§ **DESCRIPTION OF THE TASK**:
What lines below include the string "struct"? Pick them out and copy them.

§ **EXTRACTED MATERIAL**:
————

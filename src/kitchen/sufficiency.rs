// Copyright 2023 Remi Bernotavicius

use super::ledger::StockLedger;
use super::unit_conversion::base_multiplier;
use crate::database::models::{Ingredient, IngredientId, RecipeRequirement};
use std::collections::HashMap;
use std::fmt;

/// Slack, in base units, allowed when comparing stock against need.
pub const EPSILON: f64 = 0.1;

pub fn stock_base(item: &Ingredient) -> f64 {
    item.quantity * base_multiplier(&item.unit, &item.name)
}

pub fn needed_base(requirement: &RecipeRequirement, portions: u32) -> f64 {
    requirement.required_amount
        * f64::from(portions)
        * base_multiplier(&requirement.unit, &requirement.ingredient_name)
}

/// A requirement that can't be met from the stock.
#[derive(Debug, Clone, PartialEq)]
pub enum Shortfall {
    /// Nothing in stock matches the requirement. `amount` is the full need.
    Missing {
        ingredient_name: String,
        amount: f64,
        unit: String,
    },
    /// The stock item exists but holds too little. `amount` is what is lacking, in the
    /// requirement's unit.
    Insufficient {
        ingredient_name: String,
        stock_name: String,
        amount: f64,
        unit: String,
    },
}

impl Shortfall {
    pub fn amount(&self) -> f64 {
        match self {
            Self::Missing { amount, .. } | Self::Insufficient { amount, .. } => *amount,
        }
    }

    pub fn unit(&self) -> &str {
        match self {
            Self::Missing { unit, .. } | Self::Insufficient { unit, .. } => unit,
        }
    }
}

impl fmt::Display for Shortfall {
    fn fmt(&self, f: &mut fmt::Formatter<'_>) -> fmt::Result {
        match self {
            Self::Missing {
                ingredient_name, ..
            } => write!(f, "Eksik: {ingredient_name}"),
            Self::Insufficient {
                ingredient_name, ..
            } => write!(f, "Yetersiz: {ingredient_name}"),
        }
    }
}

/// One requirement measured against the stock.
#[derive(Debug, Clone, PartialEq)]
pub struct Assessment<'a> {
    pub requirement: &'a RecipeRequirement,
    pub stock: Option<&'a Ingredient>,
    pub needed_base: f64,
    /// What is left of the stock item for this requirement once the requirements before it that
    /// draw on the same item have taken their share. Zero when there is no stock item.
    pub available_base: f64,
}

impl Assessment<'_> {
    pub fn is_satisfied(&self) -> bool {
        self.stock.is_some() && self.available_base >= self.needed_base - EPSILON
    }

    /// Base units still needed, never negative.
    pub fn missing_base(&self) -> f64 {
        (self.needed_base - self.available_base).max(0.0)
    }

    pub fn shortfall(&self) -> Option<Shortfall> {
        if self.is_satisfied() {
            return None;
        }

        let requirement = self.requirement;
        Some(match self.stock {
            None => Shortfall::Missing {
                ingredient_name: requirement.ingredient_name.clone(),
                amount: self.needed_base
                    / base_multiplier(&requirement.unit, &requirement.ingredient_name),
                unit: requirement.unit.clone(),
            },
            Some(stock) => Shortfall::Insufficient {
                ingredient_name: requirement.ingredient_name.clone(),
                stock_name: stock.name.clone(),
                amount: self.missing_base()
                    / base_multiplier(&requirement.unit, &requirement.ingredient_name),
                unit: requirement.unit.clone(),
            },
        })
    }
}

/// Measures every requirement for `portions` portions against the one `ledger` snapshot.
pub fn assess<'a>(
    requirements: &'a [RecipeRequirement],
    portions: u32,
    ledger: &'a StockLedger,
) -> Vec<Assessment<'a>> {
    let mut drawn: HashMap<IngredientId, f64> = HashMap::new();

    requirements
        .iter()
        .map(|requirement| {
            let needed_base = needed_base(requirement, portions);
            let stock = ledger.find(requirement.ingredient_id, &requirement.ingredient_name);
            let available_base = match stock {
                Some(item) => {
                    let taken = drawn.entry(item.id).or_default();
                    let available = (stock_base(item) - *taken).max(0.0);
                    *taken += needed_base;
                    available
                }
                None => 0.0,
            };
            log::debug!(
                "{}: need {needed_base} base units, {available_base} available",
                requirement.ingredient_name
            );
            Assessment {
                requirement,
                stock,
                needed_base,
                available_base,
            }
        })
        .collect()
}

/// True when every requirement can be met. An empty list always can.
pub fn is_sufficient(
    requirements: &[RecipeRequirement],
    portions: u32,
    ledger: &StockLedger,
) -> bool {
    assess(requirements, portions, ledger)
        .iter()
        .all(Assessment::is_satisfied)
}

pub fn shortfalls(
    requirements: &[RecipeRequirement],
    portions: u32,
    ledger: &StockLedger,
) -> Vec<Shortfall> {
    assess(requirements, portions, ledger)
        .iter()
        .filter_map(Assessment::shortfall)
        .collect()
}

#[cfg(test)]
pub fn requirement(ingredient_id: i32, name: &str, amount: f64, unit: &str) -> RecipeRequirement {
    use crate::database::models::{RecipeId, RequirementId};

    RecipeRequirement {
        id: RequirementId(ingredient_id),
        recipe_id: RecipeId(1),
        ingredient_id: IngredientId(ingredient_id),
        ingredient_name: name.into(),
        required_amount: amount,
        unit: unit.into(),
    }
}

#[cfg(test)]
use super::ledger::stock_item;

#[test]
fn empty_requirements_are_sufficient() {
    assert!(is_sufficient(&[], 3, &StockLedger::default()));
}

#[test]
fn flour_by_the_tablespoon() {
    let ledger = StockLedger::new(vec![stock_item(1, "un", 1.0, "kg")]);
    let requirements = [requirement(1, "un", 3.0, "yemek kaşığı")];

    assert!(is_sufficient(&requirements, 20, &ledger));
    assert!(shortfalls(&requirements, 20, &ledger).is_empty());

    assert!(!is_sufficient(&requirements, 40, &ledger));
    let short = shortfalls(&requirements, 40, &ledger);
    assert_eq!(short.len(), 1);
    assert!(matches!(short[0], Shortfall::Insufficient { .. }));
    assert!((short[0].amount() - 20.0).abs() < 1e-9);
    assert_eq!(short[0].unit(), "yemek kaşığı");
    assert_eq!(short[0].to_string(), "Yetersiz: un");
}

#[test]
fn missing_ingredient_is_never_sufficient() {
    let ledger = StockLedger::new(vec![stock_item(1, "un", 1.0, "kg")]);
    let requirements = [requirement(7, "süt", 1.0, "su bardağı")];

    assert!(!is_sufficient(&requirements, 1, &ledger));
    assert_eq!(
        shortfalls(&requirements, 2, &ledger),
        [Shortfall::Missing {
            ingredient_name: "süt".into(),
            amount: 2.0,
            unit: "su bardağı".into(),
        }]
    );
}

#[test]
fn tolerates_floating_point_noise() {
    let ledger = StockLedger::new(vec![stock_item(1, "süt", 0.59995, "L")]);
    let requirements = [requirement(1, "süt", 200.0, "ml")];

    assert!(is_sufficient(&requirements, 3, &ledger));
    assert!(!is_sufficient(&requirements, 4, &ledger));
}

#[test]
fn shared_stock_item_is_drawn_cumulatively() {
    let ledger = StockLedger::new(vec![stock_item(1, "un", 500.0, "gr")]);
    let requirements = [
        requirement(1, "un", 300.0, "gr"),
        requirement(1, "un", 300.0, "gr"),
    ];

    let assessments = assess(&requirements, 1, &ledger);
    assert!(assessments[0].is_satisfied());
    assert!(!assessments[1].is_satisfied());
    assert_eq!(assessments[1].available_base, 200.0);
    assert!(!is_sufficient(&requirements, 1, &ledger));
}

#[test]
fn units_are_compared_in_base_units() {
    let ledger = StockLedger::new(vec![
        stock_item(1, "yumurta", 10.0, "adet"),
        stock_item(2, "pirinç", 1.0, "kg"),
    ]);
    let requirements = [
        requirement(1, "yumurta", 250.0, "gr"),
        requirement(2, "pirinç", 2.0, "su bardağı"),
    ];

    assert!(is_sufficient(&requirements, 2, &ledger));
    assert!(!is_sufficient(&requirements, 3, &ledger));
}
// Copyright 2023 Remi Bernotavicius

use super::ledger::StockLedger;
use super::sufficiency::{assess, stock_base, Shortfall};
use super::unit_conversion::base_multiplier;
use crate::database::models::{Ingredient, RecipeRequirement};

/// Everything a successful cook changes, computed from one stock snapshot.
#[derive(Debug, Clone, PartialEq)]
pub struct CookPlan {
    /// New state of every stock item the recipe draws on, in the order first referenced.
    pub updated: Vec<Ingredient>,
    /// `(ingredient name, amount, unit)` per requirement, as the recipe states them.
    pub consumed: Vec<(String, f64, String)>,
}

/// Verifies every requirement and, only if all of them can be met, works out the new stock
/// quantities. Nothing is written here; on `Err` the caller must write nothing either.
pub fn plan(
    requirements: &[RecipeRequirement],
    portions: u32,
    ledger: &StockLedger,
) -> Result<CookPlan, Vec<Shortfall>> {
    let assessments = assess(requirements, portions, ledger);

    let shortfalls: Vec<_> = assessments.iter().filter_map(|a| a.shortfall()).collect();
    if !shortfalls.is_empty() {
        return Err(shortfalls);
    }

    let mut drawn: Vec<(&Ingredient, f64)> = vec![];
    for a in &assessments {
        let Some(stock) = a.stock else {
            continue;
        };
        match drawn.iter_mut().find(|(item, _)| item.id == stock.id) {
            Some((_, total)) => *total += a.needed_base,
            None => drawn.push((stock, a.needed_base)),
        }
    }

    let updated = drawn
        .into_iter()
        .map(|(stock, total)| {
            let remaining_base = (stock_base(stock) - total).max(0.0);
            let quantity = remaining_base / base_multiplier(&stock.unit, &stock.name);
            log::debug!(
                "{}: {} {} -> {quantity} {}",
                stock.name,
                stock.quantity,
                stock.unit,
                stock.unit
            );
            Ingredient {
                quantity,
                ..stock.clone()
            }
        })
        .collect();

    let consumed = requirements
        .iter()
        .map(|r| {
            (
                r.ingredient_name.clone(),
                r.required_amount * f64::from(portions),
                r.unit.clone(),
            )
        })
        .collect();

    Ok(CookPlan { updated, consumed })
}

#[cfg(test)]
use super::ledger::stock_item;
#[cfg(test)]
use super::sufficiency::requirement;
#[cfg(test)]
use crate::database::models::IngredientId;

#[cfg(test)]
fn quantity_of(plan: &CookPlan, id: i32) -> f64 {
    plan.updated
        .iter()
        .find(|i| i.id == IngredientId(id))
        .unwrap()
        .quantity
}

#[test]
fn eggs_are_deducted_in_their_own_unit() {
    let ledger = StockLedger::new(vec![stock_item(1, "yumurta", 10.0, "adet")]);
    let requirements = [requirement(1, "yumurta", 2.0, "adet")];

    let cooked = plan(&requirements, 3, &ledger).unwrap();
    assert_eq!(cooked.updated.len(), 1);
    assert!((quantity_of(&cooked, 1) - 4.0).abs() < 1e-9);
    assert_eq!(cooked.updated[0].unit, "adet");
    assert_eq!(cooked.consumed, [("yumurta".to_owned(), 6.0, "adet".to_owned())]);
}

#[test]
fn converts_remainder_back_to_stock_unit() {
    let ledger = StockLedger::new(vec![
        stock_item(1, "un", 1.0, "kg"),
        stock_item(2, "süt", 1.0, "L"),
        stock_item(3, "tuz", 100.0, "gr"),
    ]);
    let requirements = [
        requirement(1, "un", 2.0, "su bardağı"),
        requirement(2, "süt", 1.0, "su bardağı"),
        requirement(3, "tuz", 1.0, "çay kaşığı"),
    ];

    let cooked = plan(&requirements, 2, &ledger).unwrap();
    assert!((quantity_of(&cooked, 1) - 0.56).abs() < 1e-9);
    assert!((quantity_of(&cooked, 2) - 0.6).abs() < 1e-9);
    assert!((quantity_of(&cooked, 3) - 88.0).abs() < 1e-9);
}

#[test]
fn noise_within_epsilon_clamps_to_zero() {
    let ledger = StockLedger::new(vec![stock_item(1, "süt", 599.95, "ml")]);
    let requirements = [requirement(1, "süt", 600.0, "ml")];

    let cooked = plan(&requirements, 1, &ledger).unwrap();
    assert_eq!(quantity_of(&cooked, 1), 0.0);
}

#[test]
fn any_shortfall_aborts_the_whole_plan() {
    let ledger = StockLedger::new(vec![
        stock_item(1, "un", 1.0, "kg"),
        stock_item(2, "şeker", 50.0, "gr"),
    ]);
    let requirements = [
        requirement(1, "un", 100.0, "gr"),
        requirement(2, "şeker", 1.0, "su bardağı"),
        requirement(3, "kakao", 2.0, "yk"),
    ];

    let shortfalls = plan(&requirements, 1, &ledger).unwrap_err();
    let messages: Vec<_> = shortfalls.iter().map(|s| s.to_string()).collect();
    assert_eq!(messages, ["Yetersiz: şeker", "Eksik: kakao"]);
}

#[test]
fn shared_stock_item_is_deducted_once_from_the_snapshot() {
    let ledger = StockLedger::new(vec![stock_item(1, "un", 1.0, "kg")]);
    let requirements = [
        requirement(1, "un", 200.0, "gr"),
        requirement(1, "un", 3.0, "yemek kaşığı"),
    ];

    let cooked = plan(&requirements, 2, &ledger).unwrap();
    assert_eq!(cooked.updated.len(), 1);
    assert!((quantity_of(&cooked, 1) - 0.54).abs() < 1e-9);

    let requirements = [
        requirement(1, "un", 400.0, "gr"),
        requirement(1, "un", 20.0, "yemek kaşığı"),
    ];
    assert!(plan(&requirements, 2, &ledger).is_err());
}

#[test]
fn found_by_name_when_id_is_stale() {
    let ledger = StockLedger::new(vec![stock_item(5, "Patates", 2.0, "kg")]);
    let requirements = [requirement(1, "patates", 3.0, "adet")];

    let cooked = plan(&requirements, 1, &ledger).unwrap();
    assert_eq!(cooked.updated[0].id, IngredientId(5));
    assert!((quantity_of(&cooked, 5) - 1.4).abs() < 1e-9);
}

————

§ **WORKED SOLUTION**:
pub struct Assessment<'a> {
pub struct CookPlan {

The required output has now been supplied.